2. An dieser Rechtslage ändert auch der Umstand nichts, daß sich der Kläger durch die Benutzung des noch nicht zugelassenen Kraftrades eines Vergehens nach § 23 KFG schuldig gemacht hatte und daß sich der Unfall bei Ausführung dieses Vergehens ereignet hatte. Dieser Tatbestand hätte nach § 17 Ziff. 3a AKB nur für die Unfallversicherung einen Haftungsausschluß der Beklagten begründet. Dagegen läßt er nach den Versicherungsbedingungen die Leistungspflicht der Beklagten aus der Haftpflichtversicherung unberührt.

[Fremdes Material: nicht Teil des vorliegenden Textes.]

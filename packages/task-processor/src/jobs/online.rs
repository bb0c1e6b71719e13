//! Online service refresh
//!
//! A [`FetchOnlineContentTask`] pulls fresh content from one service. An
//! [`OnlineRefreshSchedule`] keeps a service refreshed on a timer: a tick
//! disarms the timer and queues one scheduled fetch, and that fetch re-arms
//! the timer once it is done. A slow service therefore never has more than
//! one scheduled fetch waiting in the queue.

use std::sync::{Arc, Mutex, MutexGuard, Weak};

use async_trait::async_trait;
use hearth_timer::{SubscriptionId, Timer, TimerSubscriber};
use tokio_util::sync::CancellationToken;

use crate::content::{ChangeListener, OnlineService};
use crate::error::TaskResult;
use crate::processor::TaskProcessor;
use crate::task::{Task, TaskId, TaskKind, TaskOutcome};

/// Pull fresh content from an online service into the library
pub struct FetchOnlineContentTask {
    service: Arc<dyn OnlineService>,
    listener: Arc<dyn ChangeListener>,
    cancellable: bool,
    /// Re-armed when the fetch ends; `None` for unscheduled refreshes
    schedule: Option<Weak<ScheduleInner>>,
}

impl FetchOnlineContentTask {
    pub fn new(service: Arc<dyn OnlineService>, listener: Arc<dyn ChangeListener>) -> Self {
        Self {
            service,
            listener,
            cancellable: true,
            schedule: None,
        }
    }

    /// Scheduled refreshes keep the library consistent and must not be dropped
    pub fn non_cancellable(mut self) -> Self {
        self.cancellable = false;
        self
    }

    /// Whether this fetch was requested outside of a refresh schedule
    pub fn is_unscheduled_refresh(&self) -> bool {
        self.schedule.is_none()
    }
}

/// Re-arms the schedule on every exit from `run`, panics included
struct Rearm<'a>(&'a Weak<ScheduleInner>);

impl Drop for Rearm<'_> {
    fn drop(&mut self) {
        if let Some(schedule) = self.0.upgrade() {
            schedule.arm();
        }
    }
}

#[async_trait]
impl Task for FetchOnlineContentTask {
    fn kind(&self) -> TaskKind {
        TaskKind::FetchOnlineContent
    }

    fn description(&self) -> String {
        format!("Updating content from {}", self.service.name())
    }

    fn is_cancellable(&self) -> bool {
        self.cancellable
    }

    async fn run(&self, token: &CancellationToken) -> TaskResult<TaskOutcome> {
        let _rearm = self.schedule.as_ref().map(Rearm);

        if token.is_cancelled() {
            return Ok(TaskOutcome::Cancelled);
        }

        let service = self.service.name();
        tracing::info!(service, scheduled = !self.is_unscheduled_refresh(), "Refreshing online service");

        let changed = self.service.refresh(token).await?;
        if !changed.is_empty() {
            self.listener.container_changed(&changed);
        }

        if token.is_cancelled() {
            tracing::info!(service, containers = changed.len(), "Online refresh cancelled");
            return Ok(TaskOutcome::Cancelled);
        }

        tracing::info!(service, containers = changed.len(), "Online refresh completed");
        Ok(TaskOutcome::Completed)
    }
}

/// Timer-driven refresh of one online service
///
/// The timer fires once per [`OnlineService::refresh_interval`], measured
/// from the end of the previous scheduled fetch. Services without an
/// interval can only be refreshed through [`refresh_now`](Self::refresh_now).
///
/// Cloning is cheap; the schedule stays alive while any clone exists.
#[derive(Clone)]
pub struct OnlineRefreshSchedule {
    inner: Arc<ScheduleInner>,
}

#[derive(Default)]
struct ScheduleState {
    armed: Option<SubscriptionId>,
    stopped: bool,
}

struct ScheduleInner {
    processor: TaskProcessor,
    service: Arc<dyn OnlineService>,
    listener: Arc<dyn ChangeListener>,
    timer: Arc<dyn Timer>,
    state: Mutex<ScheduleState>,
    weak_self: Weak<ScheduleInner>,
}

impl OnlineRefreshSchedule {
    /// Create a stopped schedule; call [`start`](Self::start) to arm it
    pub fn new(
        processor: TaskProcessor,
        service: Arc<dyn OnlineService>,
        listener: Arc<dyn ChangeListener>,
        timer: Arc<dyn Timer>,
    ) -> Self {
        let inner = Arc::new_cyclic(|weak_self| ScheduleInner {
            processor,
            service,
            listener,
            timer,
            state: Mutex::new(ScheduleState {
                armed: None,
                stopped: true,
            }),
            weak_self: weak_self.clone(),
        });
        Self { inner }
    }

    /// Arm the timer; returns `false` when the service has no refresh interval
    pub fn start(&self) -> bool {
        self.inner.lock().stopped = false;
        self.inner.arm();
        self.is_armed()
    }

    /// Disarm the timer; a fetch already queued will not re-arm it
    pub fn stop(&self) {
        let mut state = self.inner.lock();
        state.stopped = true;
        self.inner.disarm(&mut state);
        tracing::debug!(service = self.inner.service.name(), "Online refresh schedule stopped");
    }

    /// Queue a fetch right away
    ///
    /// An unscheduled refresh leaves the timer alone. Otherwise the timer is
    /// disarmed and restarts when this fetch ends.
    pub fn refresh_now(&self, unscheduled_refresh: bool) -> TaskId {
        if !unscheduled_refresh {
            let mut state = self.inner.lock();
            self.inner.disarm(&mut state);
        }
        self.inner.enqueue(!unscheduled_refresh)
    }

    pub fn is_armed(&self) -> bool {
        self.inner.lock().armed.is_some()
    }
}

impl ScheduleInner {
    fn lock(&self) -> MutexGuard<'_, ScheduleState> {
        self.state.lock().unwrap_or_else(|e| e.into_inner())
    }

    fn arm(&self) {
        let Some(interval) = self.service.refresh_interval().filter(|i| !i.is_zero()) else {
            return;
        };

        let mut state = self.lock();
        if state.stopped || state.armed.is_some() {
            return;
        }
        let Some(this) = self.weak_self.upgrade() else {
            return;
        };

        let id = self.timer.subscribe(this, interval);
        state.armed = Some(id);
        tracing::debug!(
            service = self.service.name(),
            subscription = %id,
            interval_secs = interval.as_secs(),
            "Online refresh scheduled"
        );
    }

    fn disarm(&self, state: &mut ScheduleState) {
        if let Some(id) = state.armed.take() {
            self.timer.unsubscribe(id);
        }
    }

    fn enqueue(&self, scheduled: bool) -> TaskId {
        let mut task = FetchOnlineContentTask::new(
            Arc::clone(&self.service),
            Arc::clone(&self.listener),
        );
        if scheduled {
            task = task.non_cancellable();
            task.schedule = Some(self.weak_self.clone());
        }
        self.processor.add_task(task)
    }
}

impl TimerSubscriber for ScheduleInner {
    fn timer_notify(&self) {
        {
            let mut state = self.lock();
            if state.armed.is_none() {
                return;
            }
            self.disarm(&mut state);
        }

        let id = self.enqueue(true);
        tracing::debug!(service = self.service.name(), task_id = %id, "Scheduled online refresh queued");
    }
}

3. Ebensowenig wie aus den Versicherungsbedingungen läßt sich aus den gesetzlichen Vorschriften über die Gefahrerhöhung (§ 23 VVG) ein Recht der Beklagten zur Verweigerung des Versicherungsschutzes herleiten. Diese Bestimmungen sind allerdings grundsätzlich auch auf die Kraftfahrzeug-Haftpflichtversicherung anwendbar. An diesem vom Reichsgericht (RGZ 150, 48) zur Zeit der Geltung der früheren Versicherungsbedingungen aufgestellten Grundsatz hat sich auch durch die Einführung der AKB nichts geändert (vgl. Prölss § 23 Anm. 2; Schmidt-Tüngler S 58; Hüschelrath S 51). Wie der erkennende Senat bereits in dem Urteil vom 14. Februar 1951 (BGHZ 1,159) entschieden hat, wäre für eine Anwendung der Vorschriften über die Gefahrerhöhung nur dann kein Raum mehr, wenn es sich um einen unter § 2 AKB fallenden Tatbestand handeln würde. Dies ist hier aber aus den bereits dargelegten Gründen nicht der Fall.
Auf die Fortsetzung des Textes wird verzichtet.